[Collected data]
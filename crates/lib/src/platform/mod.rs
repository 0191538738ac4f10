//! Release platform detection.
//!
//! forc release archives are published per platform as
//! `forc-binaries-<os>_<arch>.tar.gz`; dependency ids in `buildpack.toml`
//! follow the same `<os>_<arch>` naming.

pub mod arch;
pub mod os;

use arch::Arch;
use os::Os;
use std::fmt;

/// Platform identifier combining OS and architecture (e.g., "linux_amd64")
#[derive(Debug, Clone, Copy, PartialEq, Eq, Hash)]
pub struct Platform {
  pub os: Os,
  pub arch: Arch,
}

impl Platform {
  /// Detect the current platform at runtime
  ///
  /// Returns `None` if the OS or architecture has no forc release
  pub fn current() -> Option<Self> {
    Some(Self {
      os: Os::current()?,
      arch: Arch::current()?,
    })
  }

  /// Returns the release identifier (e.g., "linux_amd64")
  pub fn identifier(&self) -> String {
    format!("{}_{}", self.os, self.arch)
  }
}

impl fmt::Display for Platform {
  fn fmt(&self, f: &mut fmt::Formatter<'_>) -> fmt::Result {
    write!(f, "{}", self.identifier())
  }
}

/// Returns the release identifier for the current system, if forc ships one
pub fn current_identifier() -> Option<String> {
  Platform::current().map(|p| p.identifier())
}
--
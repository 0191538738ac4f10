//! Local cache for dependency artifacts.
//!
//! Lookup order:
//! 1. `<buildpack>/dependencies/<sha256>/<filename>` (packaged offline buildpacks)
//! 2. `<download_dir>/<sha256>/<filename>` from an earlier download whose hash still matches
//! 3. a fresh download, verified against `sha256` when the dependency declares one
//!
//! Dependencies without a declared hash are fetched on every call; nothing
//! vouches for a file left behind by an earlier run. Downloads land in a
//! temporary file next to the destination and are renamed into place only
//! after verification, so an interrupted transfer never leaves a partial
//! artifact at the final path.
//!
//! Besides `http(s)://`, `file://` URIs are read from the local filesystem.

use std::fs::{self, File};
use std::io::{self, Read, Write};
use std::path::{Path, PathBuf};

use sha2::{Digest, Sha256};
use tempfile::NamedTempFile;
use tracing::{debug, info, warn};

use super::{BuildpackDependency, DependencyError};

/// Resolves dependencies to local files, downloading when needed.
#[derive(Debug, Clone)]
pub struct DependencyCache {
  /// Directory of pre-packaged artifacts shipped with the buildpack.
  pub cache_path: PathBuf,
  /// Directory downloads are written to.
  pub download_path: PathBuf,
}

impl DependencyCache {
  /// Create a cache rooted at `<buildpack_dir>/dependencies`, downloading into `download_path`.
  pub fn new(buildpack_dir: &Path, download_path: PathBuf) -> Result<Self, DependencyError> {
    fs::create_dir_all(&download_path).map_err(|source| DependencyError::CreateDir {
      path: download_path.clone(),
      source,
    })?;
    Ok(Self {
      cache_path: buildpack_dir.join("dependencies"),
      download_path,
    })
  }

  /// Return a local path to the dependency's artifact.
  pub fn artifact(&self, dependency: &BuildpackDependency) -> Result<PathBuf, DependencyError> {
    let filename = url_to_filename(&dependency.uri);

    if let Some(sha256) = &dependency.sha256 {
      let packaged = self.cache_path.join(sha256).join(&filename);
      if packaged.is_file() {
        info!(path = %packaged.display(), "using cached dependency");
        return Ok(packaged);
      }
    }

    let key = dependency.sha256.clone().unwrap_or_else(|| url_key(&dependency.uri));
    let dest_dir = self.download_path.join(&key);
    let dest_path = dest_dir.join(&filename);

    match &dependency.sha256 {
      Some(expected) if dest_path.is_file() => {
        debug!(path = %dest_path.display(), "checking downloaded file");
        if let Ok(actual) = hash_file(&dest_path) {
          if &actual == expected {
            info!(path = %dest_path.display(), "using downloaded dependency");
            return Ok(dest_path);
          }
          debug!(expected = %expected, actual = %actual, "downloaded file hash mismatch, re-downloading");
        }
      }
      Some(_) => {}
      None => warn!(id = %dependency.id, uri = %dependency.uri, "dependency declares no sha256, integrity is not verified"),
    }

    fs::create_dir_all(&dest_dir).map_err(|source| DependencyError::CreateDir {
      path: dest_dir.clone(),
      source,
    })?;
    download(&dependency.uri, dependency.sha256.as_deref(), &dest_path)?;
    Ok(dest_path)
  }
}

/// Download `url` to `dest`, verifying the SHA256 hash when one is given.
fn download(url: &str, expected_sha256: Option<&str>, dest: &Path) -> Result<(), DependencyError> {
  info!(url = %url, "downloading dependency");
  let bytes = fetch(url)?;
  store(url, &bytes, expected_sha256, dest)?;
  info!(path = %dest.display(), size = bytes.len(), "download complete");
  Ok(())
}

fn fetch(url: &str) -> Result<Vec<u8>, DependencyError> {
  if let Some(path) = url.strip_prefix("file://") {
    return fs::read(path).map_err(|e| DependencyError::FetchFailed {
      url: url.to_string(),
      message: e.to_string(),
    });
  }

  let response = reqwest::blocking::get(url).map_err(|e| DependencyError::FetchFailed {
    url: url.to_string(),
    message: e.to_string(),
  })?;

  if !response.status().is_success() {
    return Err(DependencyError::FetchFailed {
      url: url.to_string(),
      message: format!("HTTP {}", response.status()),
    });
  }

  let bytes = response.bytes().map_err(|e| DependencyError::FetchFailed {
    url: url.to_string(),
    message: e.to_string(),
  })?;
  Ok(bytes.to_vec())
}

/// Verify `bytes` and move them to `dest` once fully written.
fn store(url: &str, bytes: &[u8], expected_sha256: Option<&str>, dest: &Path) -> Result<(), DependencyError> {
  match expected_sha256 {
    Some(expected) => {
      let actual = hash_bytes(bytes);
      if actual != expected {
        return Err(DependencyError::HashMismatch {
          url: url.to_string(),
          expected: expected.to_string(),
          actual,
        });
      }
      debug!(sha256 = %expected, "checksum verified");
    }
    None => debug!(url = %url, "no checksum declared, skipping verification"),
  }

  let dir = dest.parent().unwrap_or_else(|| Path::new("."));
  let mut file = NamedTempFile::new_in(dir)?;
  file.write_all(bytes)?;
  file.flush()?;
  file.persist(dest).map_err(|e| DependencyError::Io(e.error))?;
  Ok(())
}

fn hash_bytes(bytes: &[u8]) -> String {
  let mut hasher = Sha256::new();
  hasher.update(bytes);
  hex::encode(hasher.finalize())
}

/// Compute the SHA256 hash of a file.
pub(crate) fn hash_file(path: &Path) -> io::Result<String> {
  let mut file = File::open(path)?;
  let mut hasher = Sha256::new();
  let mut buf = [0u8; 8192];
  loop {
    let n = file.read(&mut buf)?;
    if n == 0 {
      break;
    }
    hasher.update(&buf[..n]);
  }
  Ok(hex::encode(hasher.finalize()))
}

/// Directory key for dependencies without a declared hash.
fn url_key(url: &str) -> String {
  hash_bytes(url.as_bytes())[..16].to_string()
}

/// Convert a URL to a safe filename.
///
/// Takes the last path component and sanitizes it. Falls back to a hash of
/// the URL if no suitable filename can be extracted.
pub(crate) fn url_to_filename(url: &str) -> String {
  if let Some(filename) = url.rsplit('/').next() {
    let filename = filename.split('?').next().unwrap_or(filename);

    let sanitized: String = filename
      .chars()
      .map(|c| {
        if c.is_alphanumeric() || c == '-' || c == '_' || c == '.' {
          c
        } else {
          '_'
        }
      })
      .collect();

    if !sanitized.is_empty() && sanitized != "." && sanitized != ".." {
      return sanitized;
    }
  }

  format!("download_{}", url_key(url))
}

ASSIGNED TASK:
Set down again, word for word, the stretch of records from the line with "if actual != expected" to the line with "let dir = dest.parent().unwrap_or_else(||", both of those lines included.

ANSWER TO THIS PROBLEM:
      if actual != expected {
        return Err(DependencyError::HashMismatch {
          url: url.to_string(),
          expected: expected.to_string(),
          actual,
        });
      }
      debug!(sha256 = %expected, "checksum verified");
    }
    None => debug!(url = %url, "no checksum declared, skipping verification"),
  }

  let dir = dest.parent().unwrap_or_else(|| Path::new("."));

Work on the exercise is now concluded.